Digitization Specs

Just for fun (and reference) I compiled the photograph digitization specifications that I could locate from the websites and publications of various libraries and cultural heritage institutions.  I thought it would be neat to see them all side by side, and as far as I know, there isn’t such a resource yet.  I’ve included specifications for color and black & white photos, in print and film form.
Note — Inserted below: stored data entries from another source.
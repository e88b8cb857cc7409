use thiserror::Error;

/// Errors raised by the few fallible filter operations.
///
/// Parsing a filter string never fails; these cover the typed surfaces
/// built around it.
#[derive(Debug, Error)]
pub enum FilterError {
    #[error("Unknown relation: '{0}'. Valid relations are: = : ~ > <")]
    UnknownRelation(String),

    #[error("Unknown sort order: '{0}'. Valid values are: sort, sort-reverse")]
    UnknownSortOrder(String),

    #[error("Invalid named filter: {0}")]
    InvalidNamedFilter(#[from] serde_json::Error),
}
I should add that these don’t necessarily apply to newsprint and aerial photographs.

Please do consult the Notes column, as I had to “normalize” some of the data related to size in order to keep this spreadsheet as cleanly sortable as possible.  Some general notes include the widespread acceptance of JPEG2000 as a format that can exist alongside or in lieu of uncompressed TIFFs.  Also, some of these organizations seem to have been involved with various overlapping working groups to establish specifications – particularly FADGI (Federal Agencies Digitization Guidelines Initiative) in the US.

Photo by Cleve, CC license

I wanted to present this spreadsheet as a web-based document that visitors could sort however they wanted, but I couldn’t come up with a clean way of doing that.  So I’m settling for the next best thing, which is providing downloadable documents in various formats.  Actually, WordPress doesn’t support the .ods format, and the PDF version of this file is hideous, so please contact me if you’d like either format.  [megan dot amaral at gmail.com]  And fyi – I’m not claiming any rights to these, so have your way with them!  If you notice any errors, items in need of updating, or want to add some specifications, please email them to me and we’ll see how that goes.

One thought on “Digitization Specs

  1. Kevin Morrison December 24, 2010 / 10:24 am

    That is some serious nerdiness. I love it! I wonder when documents scanned at ultra-high resolution will become the go-to resource for visual inspection, since the average person’s eyes can’t resolve much more the 300ppi. Obviously, once a document (or whatever) has been scanned at even 600ppi, there’s already a chance to explore beyond the normal human range of acuity. I’m probably way behind. Digital visual inspection is probably already the preferred method for many disciplines. Now, where’s my magnifying glass?